Canada is the only G7 country without a national school food program. Advocates say it's time
CBC
Morning snack time is underway at St. Roch Catholic School in Toronto, where kids line up in orderly fashion, approaching a bin on the teacher's desk. They grab small bags of Cheerios, juicy oranges and tubes of flavoured yogurt and sit back down at their desks to munch away.
It's an important ritual for the young students — they say the small, free meal helps them get through their day.
"If you don't get a snack, sometimes you may get hungry or your stomach may hurt. So it's good that you get a snack," said Danna Rinten, a Grade 5 student.
Other students said that a snack helped them keep up with their schoolwork and their activities or gave them nutrients if they had to leave the house without breakfast.
Behind the scenes, volunteers are working hard to organize the mid-morning meal. It's just one of many community-run school food programs in Canada that operate in the absence of a national program — one that advocates say is sorely needed.
"It's heartbreaking when sometimes the kids come in and they say 'Miss Polo, I'm hungry.' Like, 'I don't have a snack for the whole day,'" said Janet Polo, a nutrition co-ordinator at St. Roch who oversees the meal program.
St.

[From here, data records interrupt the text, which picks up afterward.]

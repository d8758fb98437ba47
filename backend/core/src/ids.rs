use std::fmt;

use serde::{Deserialize, Serialize};

/// Descendant id meaning "the real node itself" rather than a virtual child.
pub const HOST_ID: u32 = u32::MAX;

/// Owner id that resolves to the root of the tree.
pub const ROOT_OWNER_ID: u32 = u32::MAX - 1;

/// Compound identifier of a node in the tree.
///
/// `owner_id` names a real node; `descendant_id` names either the real node
/// itself ([`HOST_ID`]) or one of the virtual nodes its provider exposes.
/// Ids are only stable for one query/prefetch cycle.
#[derive(Debug, Clone, Copy, PartialEq, Eq, Hash, PartialOrd, Ord, Serialize, Deserialize)]
pub struct NodeId {
    pub owner_id: u32,
    pub descendant_id: u32,
}

impl NodeId {
    pub const fn new(owner_id: u32, descendant_id: u32) -> Self {
        Self {
            owner_id,
            descendant_id,
        }
    }

    /// Id of the real node `owner_id` itself.
    pub const fn host(owner_id: u32) -> Self {
        Self::new(owner_id, HOST_ID)
    }

    pub const fn is_host(&self) -> bool {
        self.descendant_id == HOST_ID
    }
}

impl fmt::Display for NodeId {
    fn fmt(&self, f: &mut fmt::Formatter<'_>) -> fmt::Result {
        if self.is_host() {
            write!(f, "{}", self.owner_id)
        } else {
            write!(f, "{}:{}", self.owner_id, self.descendant_id)
        }
    }
}

/// Opaque thread identifier supplied by whoever submits a query.
#[derive(Debug, Clone, Copy, PartialEq, Eq, Hash, Serialize, Deserialize)]
pub struct ThreadId(pub u64);

/// Opaque process identifier supplied by whoever submits a query.
#[derive(Debug, Clone, Copy, PartialEq, Eq, Hash, Serialize, Deserialize)]
pub struct ProcessId(pub u32);

/// Where a query came from.
///
/// The same-thread fast path is a pure comparison of two of these values.
#[derive(Debug, Clone, Copy, PartialEq, Eq, Hash, Serialize, Deserialize)]
pub struct CallerIdentity {
    pub process_id: ProcessId,
    pub thread_id: ThreadId,
}

impl CallerIdentity {
    pub const fn new(process_id: u32, thread_id: u64) -> Self {
        Self {
            process_id: ProcessId(process_id),
            thread_id: ThreadId(thread_id),
        }
    }
}

impl fmt::Display for CallerIdentity {
    fn fmt(&self, f: &mut fmt::Formatter<'_>) -> fmt::Result {
        write!(f, "pid={} tid={}", self.process_id.0, self.thread_id.0)
    }
}
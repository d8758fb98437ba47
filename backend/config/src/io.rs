//! Config file read/write.

use std::path::{Path, PathBuf};

use anyhow::{Context, Result};
use tokio::fs;
use tracing::{debug, info};

use crate::schema::NodeBridgeConfig;

/// Default config file name within the config directory.
const CONFIG_FILE_NAME: &str = "config.yaml";

/// Resolve the NodeBridge config directory.
/// Priority: `NODEBRIDGE_CONFIG_DIR` env > `~/.nodebridge/`
pub fn config_dir() -> PathBuf {
    if let Ok(dir) = std::env::var("NODEBRIDGE_CONFIG_DIR") {
        return PathBuf::from(dir);
    }
    dirs::home_dir()
        .map(|home| home.join(".nodebridge"))
        .unwrap_or_else(|| PathBuf::from(".nodebridge"))
}

/// Resolve the full path to the main config file.
pub fn config_file_path(config_dir: &Path) -> PathBuf {
    config_dir.join(CONFIG_FILE_NAME)
}

/// Load and parse the config from disk.
///
/// Returns `Ok(Default::default())` if the file doesn't exist.
pub async fn load_config(path: &Path) -> Result<NodeBridgeConfig> {
    if !path.exists() {
        debug!(path = %path.display(), "Config file does not exist; using defaults");
        return Ok(NodeBridgeConfig::default());
    }

    let raw = fs::read_to_string(path)
        .await
        .with_context(|| format!("Failed to read config file: {}", path.display()))?;

    let config: NodeBridgeConfig = serde_yaml::from_str(&raw)
        .with_context(|| format!("Failed to parse config YAML at: {}", path.display()))?;

    info!(path = %path.display(), "Loaded config");
    Ok(config)
}

/// Write config to disk atomically (write to temp file, rename).
pub async fn write_config(config: &NodeBridgeConfig, path: &Path) -> Result<()> {
    if let Some(parent) = path.parent() {
        fs::create_dir_all(parent).await.with_context(|| {
            format!("Failed to create config directory: {}", parent.display())
        })?;
    }

    let yaml = serde_yaml::to_string(config).context("Failed to serialize config to YAML")?;

    let tmp_path = path.with_extension("yaml.tmp");
    fs::write(&tmp_path, yaml.as_bytes())
        .await
        .with_context(|| format!("Failed to write temp config: {}", tmp_path.display()))?;
    fs::rename(&tmp_path, path)
        .await
        .with_context(|| format!("Failed to rename temp config to: {}", path.display()))?;

    info!(path = %path.display(), "Wrote config");
    Ok(())
}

Roch's program has three streams of funding: donations from parents, contributions from the Toronto Catholic District School Board's charity The Angel Foundation and a grant from the President's Choice Children's Charity.
Annually, the Angel Foundation receives $4.3 million from Toronto Public Health, $2.1 million from Ontario's Ministry of Children, Community and Social Services and $2.7 million from fundraising and other donations. They fund about 12 million meals every year, their executive director John Yan told CBC News.
But organizers are finding it's getting harder to stretch that money out, especially in designing a nutritious menu that keeps allergies and other dietary restrictions in mind.
"I have to see [who] gives me the bagel cheaper than the other companies so I can order more," Polo said, noting that not only have prices gone up, the quality of the food has reduced, too.
Canada is the only country in the G7 that doesn't have a national school food program or national standards, according to the Breakfast Club of Canada. That means that while every province has different needs, there isn't an aligned approach to feeding students across the assortment of existing programs.
Researchers say that as high inflation affects food prices, more children need access to these programs — but community groups say they need stable funding from the federal government to keep everyone fed.
According to Statistics Canada, one in four Canadian kids experience what's called "food insecurity" — when a person can't access a quality diet or enough food, or aren't certain that they can. Meanwhile, 33 per cent of food bank users in Canada are children, according to Food Banks Canada.
A study by researchers in Canada, Chile, Australia, the U.K. and Mexico, published last year and based on 2019 data, examined school meal programs in countries around the world — including Canada, which it noted relies on community organizations and local programs to provide free and subsidized meals to kids.